[The input]

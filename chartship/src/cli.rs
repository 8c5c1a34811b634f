mod build;
mod deploy;

use std::path::Path;

use clap::{Parser, Subcommand};

use crate::{
    auth::ProviderAuthenticator, docker::DockerBackend, git::Git, helm::Helm, pipeline::Pipeline,
    Result,
};

#[derive(Debug, Parser)]
#[command(version, about)]
pub struct Cli {
    #[command(subcommand)]
    command: Commands,
}

#[derive(Debug, Subcommand)]
enum Commands {
    /// Build the images of a deployment
    #[command(arg_required_else_help = true)]
    Build(build::BuildArgs),

    /// Deploy a chart to the given environment
    #[command(arg_required_else_help = true, disable_version_flag = true)]
    Deploy(deploy::DeployArgs),
}

impl Cli {
    pub fn run(self) -> Result<()> {
        // Relative to the working directory, like the paths `git diff --relative` reports.
        let root = Path::new("");
        match self.command {
            Commands::Build(args) => build::build(root, args),
            Commands::Deploy(args) => deploy::deploy(root, args),
        }
    }
}

/// Runs `f` with a pipeline wired to the real command line tools.
fn with_pipeline<T>(f: impl FnOnce(&Pipeline) -> Result<T>) -> Result<T> {
    let authenticator = ProviderAuthenticator::from_env()?;
    f(&Pipeline {
        authenticator: &authenticator,
        vcs: &Git,
        images: &DockerBackend,
        charts: &Helm,
    })
}

fn deployment(root: &Path, name: &str) -> Result<crate::config::Deployment> {
    let deployment = crate::config::Deployment::load(root, name)?;
    log::debug!(
        "loaded deployment {name} with {count} image(s)",
        count = deployment.images.len()
    );
    Ok(deployment)
}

[/The input]

◆ Your assignment ◆
Report the number of lines above that hold "count", and leave out everything else.

◆ Response ◆
2